Task item = In the listing below, print exactly the lines from the first through the one that contains "use approx::assert_relative_eq;".

Provided data =
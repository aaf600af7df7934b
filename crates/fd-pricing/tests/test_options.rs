//! End-to-end pricing checks against closed-form and semi-analytical prices.
//!
//! These integration tests exercise the `BlackScholesFiniteDifferenceEngine`,
//! `HestonFiniteDifferenceEngine` and `Barrier` types.

use approx::assert_relative_eq;
use fd_methods::{Douglas, HundsdorferVerwer, Implicit};
use fd_pricing::{
    Barrier, BlackScholesFiniteDifferenceEngine, BlackScholesGridConfig, BlackScholesOption,
    HestonFiniteDifferenceEngine, HestonGridConfig, HestonOption,
};
use tracing_subscriber::{layer::SubscriberExt, util::SubscriberInitExt};

/// Route engine logs to the test output; `RUST_LOG=fd_methods=debug` shows
/// grid construction and per-run timings.
fn init_logging() {
    let _ = tracing_subscriber::registry()
        .with(
            tracing_subscriber::EnvFilter::try_from_default_env()
                .unwrap_or_else(|_| tracing_subscriber::EnvFilter::new("warn")),
        )
        .with(tracing_subscriber::fmt::layer().with_test_writer())
        .try_init();
}

// ───────────────────────── Barrier knock-out ─────────────────────────

const SAMPLES: [f64; 10] = [4.5, 0.2, 5.5, 0.0, 3.0, 5.3, 0.001, 24.0, 1.3, 2.5];

fn knocked(barrier: Barrier, samples: &[f64], alive: &mut [bool]) {
    barrier.knock_out(samples, alive).unwrap();
}

fn mask(bits: [u8; 10]) -> [bool; 10] {
    bits.map(|b| b == 1)
}

#[test]
fn knockout_impossible() {
    let mut alive = [true; 10];
    knocked(Barrier::up_and_out(f64::INFINITY), &SAMPLES, &mut alive);
    assert_eq!(alive, [true; 10]);
}

#[test]
fn knockout_inevitable() {
    let mut alive = [true; 10];
    knocked(Barrier::up_and_out(0.0), &SAMPLES, &mut alive);
    assert_eq!(alive, [false; 10]);
}

#[test]
fn knockout_partial() {
    let mut alive = [true; 10];
    knocked(Barrier::up_and_out(3.0), &SAMPLES, &mut alive);
    assert_eq!(alive, mask([0, 1, 0, 1, 0, 0, 1, 0, 1, 1]));
}

#[test]
fn knockout_permanent() {
    let barrier = Barrier::up_and_out(3.0);
    let mut alive = [true; 10];
    knocked(barrier, &SAMPLES, &mut alive);
    knocked(barrier, &[0.0; 10], &mut alive);
    assert_eq!(alive, mask([0, 1, 0, 1, 0, 0, 1, 0, 1, 1]));
}

#[test]
fn knockout_double() {
    let mut alive = [true; 10];
    knocked(
        Barrier::up_and_out(3.0).with_bottom(1.0),
        &SAMPLES,
        &mut alive,
    );
    assert_eq!(alive, mask([0, 0, 0, 0, 0, 0, 0, 0, 1, 1]));
}

// ───────────────────────── Black–Scholes ─────────────────────────

const BS_DT: f64 = 1.0 / 150.0;

fn black_scholes() -> BlackScholesFiniteDifferenceEngine {
    init_logging();
    let option = BlackScholesOption::call(100.0, 99.0, 0.06, 0.04, 1.0);
    BlackScholesFiniteDifferenceEngine::new(option, BlackScholesGridConfig::default()).unwrap()
}

#[test]
fn black_scholes_implicit() {
    let mut engine = black_scholes();
    assert!(engine.operator().is_tridiagonal());
    let values = engine.run(&Implicit::default(), BS_DT).unwrap();
    let price = engine.price(&values).unwrap();
    assert_relative_eq!(price, engine.analytical(), max_relative = 1e-3);
    assert_eq!(engine.grid().domain(), values.as_slice());
}

#[test]
fn black_scholes_douglas() {
    let mut engine = black_scholes();
    let values = engine.run(&Douglas::default(), BS_DT).unwrap();
    let price = engine.price(&values).unwrap();
    assert_relative_eq!(price, engine.analytical(), max_relative = 1e-3);
}

#[test]
fn black_scholes_smooth() {
    let mut engine = black_scholes();
    assert!(engine
        .engine()
        .axis_operators()
        .iter()
        .all(|op| op.is_tridiagonal()));
    let values = engine.run_smooth(&Douglas::default(), BS_DT, 2).unwrap();
    let price = engine.price(&values).unwrap();
    assert_relative_eq!(price, engine.analytical(), max_relative = 1e-3);
}

#[test]
fn black_scholes_hundsdorfer_verwer() {
    let mut engine = black_scholes();
    let values = engine.run(&HundsdorferVerwer::default(), BS_DT).unwrap();
    let price = engine.price(&values).unwrap();
    assert_relative_eq!(price, engine.analytical(), max_relative = 1e-3);
}

#[test]
fn black_scholes_put() {
    let option = BlackScholesOption {
        option_type: fd_pricing::OptionType::Put,
        ..BlackScholesOption::call(100.0, 99.0, 0.06, 0.04, 1.0)
    };
    let mut engine =
        BlackScholesFiniteDifferenceEngine::new(option, BlackScholesGridConfig::default()).unwrap();
    let price = engine.price_implicit(BS_DT).unwrap();
    assert_relative_eq!(price, engine.analytical(), max_relative = 5e-3);
}

// ───────────────────────── Heston ─────────────────────────

const HESTON_DT: f64 = 1.0 / 150.0;

fn heston_option() -> HestonOption {
    HestonOption {
        spot: 100.0,
        strike: 100.0,
        interest_rate: 0.03,
        tenor: 1.0,
        mean_reversion: 1.0,
        mean_variance: 0.12,
        vol_of_variance: 0.3,
        correlation: 0.4,
        ..HestonOption::default()
    }
    .with_volatility(0.2)
}

fn heston() -> HestonFiniteDifferenceEngine {
    init_logging();
    HestonFiniteDifferenceEngine::new(heston_option(), HestonGridConfig::default()).unwrap()
}

#[test]
fn heston_douglas() {
    let mut engine = heston();
    assert!(engine
        .engine()
        .axis_operators()
        .iter()
        .all(|op| op.is_tridiagonal()));
    let values = engine.run(&Douglas::default(), HESTON_DT).unwrap();
    let price = engine.price(&values).unwrap();
    let reference = engine.analytical().unwrap();
    assert_relative_eq!(price, reference, max_relative = 1e-3);
}

#[test]
fn heston_hundsdorfer_verwer() {
    let mut engine = heston().diagonalize();
    let values = engine
        .run(&HundsdorferVerwer::default(), HESTON_DT)
        .unwrap();
    let price = engine.price(&values).unwrap();
    let reference = engine.analytical().unwrap();
    assert_relative_eq!(price, reference, max_relative = 1e-3);
}

#[test]
fn heston_smooth() {
    let mut engine = heston().diagonalize();
    let values = engine
        .run_smooth(&Douglas::default(), HESTON_DT, 2)
        .unwrap();
    let price = engine.price(&values).unwrap();
    let reference = engine.analytical().unwrap();
    assert_relative_eq!(price, reference, max_relative = 1e-3);
}

#[test]
fn heston_implicit() {
    let mut engine = heston();
    let values = engine.run(&Implicit::default(), 1.0 / 600.0).unwrap();
    let price = engine.price(&values).unwrap();
    let reference = engine.analytical().unwrap();
    assert_relative_eq!(price, reference, max_relative = 1e-3);
}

Response to the exercise =
repository aaf600af7df7934b
filename crates/fd-pricing/tests/test_options.rs
//! End-to-end pricing checks against closed-form and semi-analytical prices.
//!
//! These integration tests exercise the `BlackScholesFiniteDifferenceEngine`,
//! `HestonFiniteDifferenceEngine` and `Barrier` types.

use approx::assert_relative_eq;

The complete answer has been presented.